Dick Morris: Obama Went Out of Way to Miss Intelligence Briefings

 

President Barack Obama has missed 58 percent of the national security intelligence briefings during each of his terms in office, political commentator and author Dick Morris said Wednesday on "America’s Forum" on Newsmax TV.

"When you miss an intelligence briefing, it takes some effort," Morris explained. "They come to you and usually it's the first thing in the morning and always an aide that comes in."

Morris is currently on tour for his just-released book "Power Grab: Obama's Dangerous Plan for a One-Party Nation," which has already hit No. 1 on Amazon.

"[President Bill] Clinton used to listen to it while he was brushing his teeth, while he was shaving and still in his pajamas. They come to the president and to miss the briefing, you literally have to tell the guy go home and stay away. When he's traveling, the aide is with him and giving him the briefing.

"Obama claims he checked it on his iPad, but there's a huge difference there. If you're reading a briefing, you skim over it and you can't ask the machine questions. You can't ask if that's human intelligence or signals intelligence or when did this first appear? Not having a national intelligence briefing, if you're president, is essentially not doing the job."

According to Morris, Obama does not really care about foreign policy because his ultimate goal is a one-party system.

"The goal of [his] foreign policy is to be left alone so that he can make his transformations within the U.S.," Morris said.

"The only real point of congruence is his courting of the Islamic vote in the U.S. and his opening our borders, which he did this month to 100,000 Syrian refugees.
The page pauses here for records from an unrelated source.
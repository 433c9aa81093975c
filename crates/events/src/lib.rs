//! Product lifecycle events and the queue plumbing that carries them.
//!
//! - [`event`]: the closed event model.
//! - [`codec`]: the JSON wire envelope shared by producer and consumer.
//! - [`transport`]: the queue abstraction (send / receive / delete).
//! - [`handler`]: handler trait and the fixed kind → handler registry.
//! - [`in_memory_queue`]: a visibility-timeout queue for tests and local runs.

pub mod codec;
pub mod event;
pub mod handler;
pub mod in_memory_queue;
pub mod transport;

pub use codec::{DecodeError, EncodeError, decode, encode};
pub use event::{EventKind, LifecycleEvent};
pub use handler::{EventHandler, HandlerRegistry, HandlerRegistryBuilder};
pub use in_memory_queue::InMemoryQueue;
pub use transport::{AckToken, InFlightMessage, QueueTransport, TransportError};
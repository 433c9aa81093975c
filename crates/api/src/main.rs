use std::sync::Arc;

use anyhow::Context;
use structopt::StructOpt;
use tracing::info;

use catalog_api::app::{self, services};
use catalog_infra::Shutdown;
use catalog_infra::config::{self, ProductsServiceConfig};

#[tokio::main]
async fn main() -> anyhow::Result<()> {
    catalog_observability::init();

    let cli = config::CliOptions::from_args();
    let config: ProductsServiceConfig =
        config::load(cli.config.as_deref()).context("failed to load configuration")?;

    let services = Arc::new(services::build_services(&config).await?);
    let app = app::build_app(services, &config.http);

    let shutdown = Shutdown::new();
    shutdown.listen_for_signals();

    let listener = tokio::net::TcpListener::bind(&config.http.listen_address)
        .await
        .with_context(|| format!("failed to bind {}", config.http.listen_address))?;
    info!(address = %listener.local_addr()?, service = app::SERVICE_NAME, "listening");

    catalog_infra::http::serve(
        listener,
        app,
        shutdown.subscribe(),
        config.http.graceful_timeout(),
    )
    .await?;

    info!(service = app::SERVICE_NAME, "stopped");
    Ok(())
}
I predicted a couple of months ago that Obama would try to confer refugee status on those children coming in from Central America. Well, he just did yesterday. That's an open invitation for more to come and a promise of amnesty once they get here."

By designating as refugees people who are fleeing crime instead of famine, disease or war, it allows the United Nations "to demand that the U.S. open its borders to people from those countries."
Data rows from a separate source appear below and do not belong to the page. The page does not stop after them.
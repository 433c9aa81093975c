//! Lifecycle event publisher.

use std::sync::Arc;

use async_trait::async_trait;
use thiserror::Error;
use tracing::{debug, instrument};

use catalog_core::{CatalogError, ProductId};
use catalog_events::{EncodeError, EventKind, LifecycleEvent, QueueTransport, TransportError, codec};

#[derive(Debug, Error)]
pub enum PublishError {
    #[error(transparent)]
    Encode(#[from] EncodeError),

    #[error("failed to send message to queue: {0}")]
    Transport(#[from] TransportError),
}

impl From<PublishError> for CatalogError {
    fn from(err: PublishError) -> Self {
        CatalogError::internal(err.to_string())
    }
}

/// Sends one lifecycle event per call.
///
/// Exactly one send attempt, no retry. Calling twice may enqueue the event
/// twice; consumers are idempotent.
#[async_trait]
pub trait EventPublisher: Send + Sync {
    async fn publish(&self, kind: EventKind, product_id: ProductId) -> Result<(), PublishError>;
}

#[async_trait]
impl<P> EventPublisher for Arc<P>
where
    P: EventPublisher + ?Sized,
{
    async fn publish(&self, kind: EventKind, product_id: ProductId) -> Result<(), PublishError> {
        (**self).publish(kind, product_id).await
    }
}

/// [`EventPublisher`] over any [`QueueTransport`].
#[derive(Debug, Clone)]
pub struct QueuePublisher<T> {
    transport: T,
}

impl<T> QueuePublisher<T> {
    pub fn new(transport: T) -> Self {
        Self { transport }
    }
}

#[async_trait]
impl<T> EventPublisher for QueuePublisher<T>
where
    T: QueueTransport,
{
    #[instrument(skip(self), fields(event_type = %kind, product_id = %product_id), err)]
    async fn publish(&self, kind: EventKind, product_id: ProductId) -> Result<(), PublishError> {
        let body = codec::encode(&LifecycleEvent::new(kind, product_id))?;
        self.transport.send(body).await?;
        debug!(event_type = %kind, product_id = %product_id, "lifecycle event published");
        Ok(())
    }
}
"The flow of refugees is controlled by the U.N., not by the U.S.," Morris said. "The U.N. designates people as refugees and then the U.S. agrees to take 100,000 to 200,000 of them. By agreeing with the U.N. high commissioner, who has been pressing for a year now to make the case that these kids coming in are not illegal immigrants but they're refugees, he really opens the door to them."

Refugees who arrive in the U.S. legally are provided a "legal status and can go on to become citizens, just like the Vietnamese boat people did," Morris said. "Here, we're dealing with people who are fleeing drug gangs and a criminal epidemic. If you apply that standard, all of north Mexico could come here."